By Michael Borella

The U.S. Patent and Trademark Office has extended its Artificial Intelligence Search Automated Pilot Program (ASAP!) until June 1, 2026.  Originally slated to close to new petitions on April 20, 2026 (seeUSPTO Announces That It Has Turned the Corner on Unexamined Application Backlog“), the Office has expanded both the duration and the scope of the program “in order to obtain more information to evaluate the effectiveness of the program.”  At the same time, the USPTO has waived the program’s fee. 

By way of background, ASAP! is a pilot program under which an original, noncontinuing, nonprovisional utility application filed under 35 U.S.C. § 111(a), and including Track One applications, is subjected to an automated, AI-driven prior art search prior to examination.  The results are delivered to the applicant as an Automated Search Results Notice (ASRN), which lists up to ten documents ranked by relevance, along with a search string that can be entered into the Patent Public Search tool to retrieve the cited U.S. patents and publications.  The ASRN does not require a reply.  Nonetheless, an applicant who receives an ASRN may elect to file a preliminary amendment, request deferral of examination, or expressly abandon the application to recover the applicant’s search fee and any excess claims fees.  The examiner eventually assigned to the application is free to use or disregard the ASRN when conducting their own search.
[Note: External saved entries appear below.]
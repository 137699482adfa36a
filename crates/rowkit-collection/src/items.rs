//! Item sequences supplied at runtime

use rowkit_serializers::{InvalidItems, Result};
use serde_json::Value;

/// Turn a JSON value into an item sequence.
///
/// Only arrays are item sequences. Scalars and `null` cannot be iterated;
/// an object iterates as key/value pairs, which do not map onto items.
pub fn json_items(value: Value) -> Result<Vec<Value>> {
	match value {
		Value::Array(items) => Ok(items),
		Value::Object(_) => Err(InvalidItems::NotMappable.into()),
		_ => Err(InvalidItems::NotIterable.into()),
	}
}

#[cfg(test)]
mod tests {
	use super::*;
	use rowkit_serializers::SerializerError;
	use rstest::rstest;
	use serde_json::json;

	#[test]
	fn test_array_is_accepted() {
		let items = json_items(json!([{"id": 1}, {"id": 2}])).unwrap();
		assert_eq!(items.len(), 2);
	}

	#[rstest]
	#[case(json!("blat"))]
	#[case(json!(1))]
	#[case(json!(true))]
	#[case(json!(null))]
	fn test_scalars_are_not_iterable(#[case] value: Value) {
		assert_eq!(
			json_items(value),
			Err(SerializerError::InvalidItems(InvalidItems::NotIterable))
		);
	}

	#[test]
	fn test_object_is_not_mappable() {
		assert_eq!(
			json_items(json!({"id": 1})),
			Err(SerializerError::InvalidItems(InvalidItems::NotMappable))
		);
	}
}
//! Collections of items rendered through a serializer
//!
//! A [`Collection`] combines a set of items with a serializer and renders
//! all of them as CSV or JSON text.
//!
//! ```
//! use rowkit_collection::Collection;
//! use rowkit_serializers::{attribute_source, Attributes, MethodFieldRegistry, Serializer};
//! use serde_json::json;
//!
//! struct Foo {
//!     id: u32,
//! }
//!
//! attribute_source!(Foo { id });
//!
//! struct FooSerializer;
//!
//! impl Serializer for FooSerializer {
//!     type Object = Foo;
//!
//!     fn attributes() -> Attributes {
//!         Attributes::from_static(&["id", "computed"])
//!     }
//!
//!     fn method_fields(fields: &mut MethodFieldRegistry<Foo>) {
//!         fields.register_fn("computed", |foo| json!(format!("computed - {}", foo.id)));
//!     }
//! }
//!
//! let collection = Collection::new((0..2).map(|id| Foo { id }), FooSerializer).unwrap();
//! assert_eq!(collection.to_csv().unwrap(), "id,computed\n0,computed - 0\n1,computed - 1\n");
//! ```

pub mod collection;
pub mod items;

pub use collection::Collection;
pub use items::json_items;
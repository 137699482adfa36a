// Collection behaviour: validation, attributes, CSV and JSON output
use rowkit_collection::Collection;
use rowkit_serializers::{
	Attributes, InvalidItems, InvalidSerializer, MethodFieldRegistry, Serializer,
	SerializerDefinition, SerializerError, attribute_source,
};
use rstest::*;
use serde::Serialize;
use serde_json::{Value, json};
use std::fmt;

#[derive(Debug, Clone, PartialEq, Serialize)]
#[serde(untagged)]
enum Id {
	One(i64),
	Many(Vec<i64>),
}

impl fmt::Display for Id {
	fn fmt(&self, f: &mut fmt::Formatter<'_>) -> fmt::Result {
		match self {
			Id::One(id) => write!(f, "{}", id),
			Id::Many(ids) => write!(f, "{:?}", ids),
		}
	}
}

// A class being serialized
#[derive(Debug, Clone, PartialEq)]
struct Serialized {
	id: Id,
}

attribute_source!(Serialized { id });

// A serializer class
struct ItemSerializer;

impl Serializer for ItemSerializer {
	type Object = Serialized;

	fn attributes() -> Attributes {
		Attributes::from_static(&["id", "computed"])
	}

	fn method_fields(fields: &mut MethodFieldRegistry<Serialized>) {
		fields.register_fn("computed", |item| json!(format!("computed - {}", item.id)));
	}
}

#[fixture]
fn items() -> Vec<Serialized> {
	(0..3).map(|i| Serialized { id: Id::One(i) }).collect()
}

#[fixture]
fn collection(items: Vec<Serialized>) -> Collection<Serialized> {
	Collection::new(items, ItemSerializer).unwrap()
}

#[rstest]
fn test_requires_serializer_attributes() {
	let invalid = SerializerDefinition::<Serialized>::new("invalid");
	let error = Collection::<Serialized>::new(Vec::new(), invalid).unwrap_err();

	assert_eq!(
		error,
		SerializerError::InvalidSerializer(InvalidSerializer::MissingAttributes)
	);
	assert_eq!(
		error.to_string(),
		"serializer must implement a class-level attributes accessor"
	);
}

#[rstest]
fn test_requires_serializer_render() {
	let invalid = SerializerDefinition::<Serialized>::new("invalid").with_attributes(["id"]);
	let error = Collection::<Serialized>::new(Vec::new(), invalid).unwrap_err();

	assert_eq!(
		error.to_string(),
		"serializer must implement an instance-level render method"
	);
}

#[rstest]
fn test_accepts_valid_serializer() {
	let valid = SerializerDefinition::<Serialized>::new("valid")
		.with_attributes(Vec::<&'static str>::new())
		.with_default_render();
	assert!(Collection::<Serialized>::new(Vec::new(), valid).is_ok());
}

#[rstest]
fn test_json_items_must_be_iterable() {
	let definition = SerializerDefinition::<Value>::standard("item", ["id"]);
	let mut collection = Collection::<Value>::new(Vec::new(), definition).unwrap();
	let error = collection.try_set_items(json!("blat")).unwrap_err();

	assert_eq!(error, SerializerError::InvalidItems(InvalidItems::NotIterable));
	assert_eq!(error.to_string(), "argument must support iteration");
}

#[rstest]
fn test_attributes_match_serializer(collection: Collection<Serialized>) {
	assert_eq!(collection.attributes(), ItemSerializer::attributes());
}

#[rstest]
fn test_attributes_empty_without_items() {
	let collection = Collection::<Serialized>::new(Vec::new(), ItemSerializer).unwrap();
	assert!(collection.attributes().is_empty());
}

#[rstest]
fn test_to_csv(collection: Collection<Serialized>) {
	let expected = "\
id,computed
0,computed - 0
1,computed - 1
2,computed - 2
";
	assert_eq!(collection.to_csv().unwrap(), expected);
}

#[rstest]
fn test_to_csv_encodes_complex_cells(mut collection: Collection<Serialized>) {
	collection.set_items(vec![
		Serialized {
			id: Id::Many(vec![1, 2, 3]),
		},
		Serialized {
			id: Id::Many(vec![4, 5, 6]),
		},
	]);

	let expected = "\
id,computed
\"1,2,3\",\"computed - [1, 2, 3]\"
\"4,5,6\",\"computed - [4, 5, 6]\"
";
	assert_eq!(collection.to_csv().unwrap(), expected);
}

#[rstest]
fn test_to_json(collection: Collection<Serialized>) {
	assert_eq!(
		collection.to_json().unwrap(),
		concat!(
			"[",
			r#"{"id":0,"computed":"computed - 0"},"#,
			r#"{"id":1,"computed":"computed - 1"},"#,
			r#"{"id":2,"computed":"computed - 2"}"#,
			"]"
		)
	);
}

#[rstest]
fn test_to_json_keeps_arrays(mut collection: Collection<Serialized>) {
	collection.set_items(vec![Serialized {
		id: Id::Many(vec![1, 2, 3]),
	}]);

	assert_eq!(
		collection.to_json().unwrap(),
		r#"[{"id":[1,2,3],"computed":"computed - [1, 2, 3]"}]"#
	);
}

#[rstest]
fn test_empty_collection_output() {
	let collection = Collection::<Serialized>::new(Vec::new(), ItemSerializer).unwrap();
	assert_eq!(collection.to_csv().unwrap(), "\n");
	assert_eq!(collection.to_json().unwrap(), "[]");
}

#[rstest]
fn test_single_column_null_matches_multi_column_cells() {
	let single = Collection::<Value>::new(
		vec![json!({"a": null}), json!({"a": 1})],
		SerializerDefinition::<Value>::standard("single", ["a"]),
	)
	.unwrap();
	assert_eq!(single.to_csv().unwrap(), "a\n\n1\n");
	assert_eq!(single.to_json().unwrap(), r#"[{"a":null},{"a":1}]"#);

	let pair = Collection::<Value>::new(
		vec![json!({"a": "", "b": null})],
		SerializerDefinition::<Value>::standard("pair", ["a", "b"]),
	)
	.unwrap();
	assert_eq!(pair.to_csv().unwrap(), "a,b\n,\n");
}

#[rstest]
fn test_unknown_attribute_aborts_render() {
	let definition = SerializerDefinition::<Value>::standard("item", ["id", "name"]);
	let collection = Collection::new(
		vec![json!({"id": 1, "name": "a"}), json!({"id": 2})],
		definition,
	)
	.unwrap();

	let expected = SerializerError::unknown_attribute("name");
	assert_eq!(collection.to_csv().unwrap_err(), expected);
	assert_eq!(collection.to_json().unwrap_err(), expected);
}

#[rstest]
fn test_renders_are_repeatable(collection: Collection<Serialized>) {
	assert_eq!(collection.to_csv().unwrap(), collection.to_csv().unwrap());
	assert_eq!(collection.to_json().unwrap(), collection.to_json().unwrap());
}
Three aspects of the extension are worth highlighting.  First, the USPTO has increased the program’s target from approximately 1,600 applications (200 per Technology Center) to at least 3,200 applications (400 per Technology Center).  Second, the USPTO will continue to accept petitions until the earlier of June 1, 2026 or the date on which each Technology Center has been docketed with at least 400 applications accepted into the program.  Third, and perhaps most consequentially for cost-sensitive applicants, the $450 petition fee has been waived for any petition filed on or after March 23, 2026.  As before, the petition must be filed electronically in Patent Center on the filing date of the application, and the application must be filed in DOCX format.

The fact that the USPTO is extending the program and eliminating the petition fee is telling.  It suggests that uptake until now was uneven across Technology Centers or otherwise insufficient to support any evaluation the USPTO would presumably like to perform on the program’s efficacy.  Indeed, as of the time of this writing, only 169 petitions have been filed across all the Technology Centers, and just 76 of these have been granted.

The fee, while modest in absolute terms, is a real deterrent for applicants who see only a questionable benefit in return.  Removing that fee is an acknowledgment that the initial cost-benefit balance was tilted in the wrong direction.  Further, the applicant would presumably want to review any references cited by ASAP! for relevance, which would incur its own administrative costs in terms of time and/or attorney’s fees.  Thus, even without the fee, the program is not truly “free.”

 On the balance, the fee waiver and the expanded intake should make ASAP! a more attractive proposition for applicants who were on the fence.  The upside is a free automated search that may (or may not) surface relevant prior art of which the applicant’s was unaware.  For applicants filing in technology areas where the USPTO’s AI search tool has access to a deep and well-classified corpus (e.g., software and electrical arts), the ASRN may prove genuinely useful. 

One further development is worth flagging.  At last week’s University of San Diego Patent Law Conference, it was reported that Director Squires announced a version 2 of the AI search tool that will be released in the near future.  The principal improvement, as described by Squires, is that the updated tool will actually search the claims of the submitted application.  Apparently, the version currently in use under the pilot has been searching based on the specification alone.  That is a surprising admission, and a meaningful one.

Any prior art search should include and focus on the claims, because the claims define what is actually being examined for novelty and non-obviousness.  A search drawn only to the specification will tend to surface prior art relevant to the disclosed embodiments as a whole, rather than art that maps to the specific limitations an applicant has chosen to claim.  Thus, the usefulness of the current program is questionable on its face.  But if version 2 delivers, the quality of the ASRN should improve materially.